[Stored data entries]

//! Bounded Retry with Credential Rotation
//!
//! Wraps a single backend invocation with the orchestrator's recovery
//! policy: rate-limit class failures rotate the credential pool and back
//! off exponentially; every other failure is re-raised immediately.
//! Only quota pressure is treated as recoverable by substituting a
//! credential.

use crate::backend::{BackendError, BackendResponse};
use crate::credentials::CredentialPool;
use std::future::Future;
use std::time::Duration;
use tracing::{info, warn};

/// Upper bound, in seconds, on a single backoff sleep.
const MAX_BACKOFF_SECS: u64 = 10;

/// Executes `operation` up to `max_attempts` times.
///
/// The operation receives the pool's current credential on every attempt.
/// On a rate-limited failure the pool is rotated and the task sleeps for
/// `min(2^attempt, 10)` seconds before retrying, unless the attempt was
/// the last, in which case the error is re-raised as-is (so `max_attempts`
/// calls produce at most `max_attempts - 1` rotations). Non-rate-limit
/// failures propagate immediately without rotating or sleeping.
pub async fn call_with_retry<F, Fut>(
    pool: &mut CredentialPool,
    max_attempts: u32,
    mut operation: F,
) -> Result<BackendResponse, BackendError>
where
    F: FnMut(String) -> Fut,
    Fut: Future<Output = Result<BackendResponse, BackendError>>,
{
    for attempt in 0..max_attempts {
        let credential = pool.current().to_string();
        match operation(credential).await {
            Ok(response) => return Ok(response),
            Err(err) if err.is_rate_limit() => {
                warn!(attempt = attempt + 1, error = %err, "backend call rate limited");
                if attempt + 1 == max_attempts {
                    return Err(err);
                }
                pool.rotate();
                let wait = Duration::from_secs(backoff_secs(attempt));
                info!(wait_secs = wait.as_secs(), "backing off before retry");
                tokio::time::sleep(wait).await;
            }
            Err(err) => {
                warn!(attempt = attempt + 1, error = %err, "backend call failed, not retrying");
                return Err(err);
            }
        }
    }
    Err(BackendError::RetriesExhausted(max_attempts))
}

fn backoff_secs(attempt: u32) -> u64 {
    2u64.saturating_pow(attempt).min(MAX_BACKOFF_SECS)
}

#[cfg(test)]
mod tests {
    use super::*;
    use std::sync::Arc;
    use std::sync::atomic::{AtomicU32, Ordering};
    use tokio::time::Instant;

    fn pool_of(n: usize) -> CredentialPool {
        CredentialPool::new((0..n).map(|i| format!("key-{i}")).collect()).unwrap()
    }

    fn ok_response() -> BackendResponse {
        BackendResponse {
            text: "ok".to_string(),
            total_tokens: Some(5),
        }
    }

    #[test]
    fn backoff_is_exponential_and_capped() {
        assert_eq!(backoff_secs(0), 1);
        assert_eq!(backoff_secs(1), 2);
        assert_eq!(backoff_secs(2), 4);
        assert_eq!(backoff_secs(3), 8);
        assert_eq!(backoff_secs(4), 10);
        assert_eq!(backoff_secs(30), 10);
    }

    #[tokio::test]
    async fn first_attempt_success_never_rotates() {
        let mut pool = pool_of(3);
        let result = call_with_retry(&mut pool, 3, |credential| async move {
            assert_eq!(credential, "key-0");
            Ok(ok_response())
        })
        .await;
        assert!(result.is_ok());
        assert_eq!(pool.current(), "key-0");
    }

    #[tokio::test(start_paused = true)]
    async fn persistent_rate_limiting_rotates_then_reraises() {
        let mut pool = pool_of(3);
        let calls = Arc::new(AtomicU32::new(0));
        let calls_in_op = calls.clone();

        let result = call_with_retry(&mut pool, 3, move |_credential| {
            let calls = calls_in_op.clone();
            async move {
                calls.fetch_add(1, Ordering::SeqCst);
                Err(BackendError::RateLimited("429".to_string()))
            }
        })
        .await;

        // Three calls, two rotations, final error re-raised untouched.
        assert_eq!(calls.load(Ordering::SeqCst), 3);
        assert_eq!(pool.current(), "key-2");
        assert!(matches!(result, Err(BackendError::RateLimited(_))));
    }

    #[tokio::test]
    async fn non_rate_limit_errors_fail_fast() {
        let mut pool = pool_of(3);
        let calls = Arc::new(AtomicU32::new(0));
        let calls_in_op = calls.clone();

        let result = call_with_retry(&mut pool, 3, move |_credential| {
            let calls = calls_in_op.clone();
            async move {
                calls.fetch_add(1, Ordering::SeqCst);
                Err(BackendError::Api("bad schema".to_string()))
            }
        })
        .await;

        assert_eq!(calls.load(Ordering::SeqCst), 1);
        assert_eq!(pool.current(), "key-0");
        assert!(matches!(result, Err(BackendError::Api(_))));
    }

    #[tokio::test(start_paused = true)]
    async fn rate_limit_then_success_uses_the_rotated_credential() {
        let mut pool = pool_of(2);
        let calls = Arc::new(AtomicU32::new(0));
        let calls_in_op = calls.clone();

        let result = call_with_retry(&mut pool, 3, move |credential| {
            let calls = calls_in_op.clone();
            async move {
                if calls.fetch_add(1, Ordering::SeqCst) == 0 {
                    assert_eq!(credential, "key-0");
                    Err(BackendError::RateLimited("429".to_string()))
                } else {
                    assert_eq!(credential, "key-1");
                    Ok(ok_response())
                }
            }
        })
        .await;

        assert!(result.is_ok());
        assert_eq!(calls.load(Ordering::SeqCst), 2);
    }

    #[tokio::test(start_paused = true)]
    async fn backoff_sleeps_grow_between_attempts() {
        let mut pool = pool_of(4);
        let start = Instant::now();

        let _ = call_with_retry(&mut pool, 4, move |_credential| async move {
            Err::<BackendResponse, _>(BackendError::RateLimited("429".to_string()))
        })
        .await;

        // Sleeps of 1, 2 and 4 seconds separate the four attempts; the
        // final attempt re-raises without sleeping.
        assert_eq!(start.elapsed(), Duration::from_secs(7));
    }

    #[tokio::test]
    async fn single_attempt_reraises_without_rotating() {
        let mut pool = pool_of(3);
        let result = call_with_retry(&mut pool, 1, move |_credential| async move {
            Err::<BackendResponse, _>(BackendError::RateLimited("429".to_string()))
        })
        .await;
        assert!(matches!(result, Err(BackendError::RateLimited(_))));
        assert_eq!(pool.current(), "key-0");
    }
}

# WHAT TO DO:
Start with the line above that contains "assert_eq!(backoff_secs(3), 8);" and end with the line that contains "assert_eq!(calls.load(Ordering::SeqCst), 3);". Write out those lines exactly, and only those.

# RESPONSE BELOW:
        assert_eq!(backoff_secs(3), 8);
        assert_eq!(backoff_secs(4), 10);
        assert_eq!(backoff_secs(30), 10);
    }

    #[tokio::test]
    async fn first_attempt_success_never_rotates() {
        let mut pool = pool_of(3);
        let result = call_with_retry(&mut pool, 3, |credential| async move {
            assert_eq!(credential, "key-0");
            Ok(ok_response())
        })
        .await;
        assert!(result.is_ok());
        assert_eq!(pool.current(), "key-0");
    }

    #[tokio::test(start_paused = true)]
    async fn persistent_rate_limiting_rotates_then_reraises() {
        let mut pool = pool_of(3);
        let calls = Arc::new(AtomicU32::new(0));
        let calls_in_op = calls.clone();

        let result = call_with_retry(&mut pool, 3, move |_credential| {
            let calls = calls_in_op.clone();
            async move {
                calls.fetch_add(1, Ordering::SeqCst);
                Err(BackendError::RateLimited("429".to_string()))
            }
        })
        .await;

        // Three calls, two rotations, final error re-raised untouched.
        assert_eq!(calls.load(Ordering::SeqCst), 3);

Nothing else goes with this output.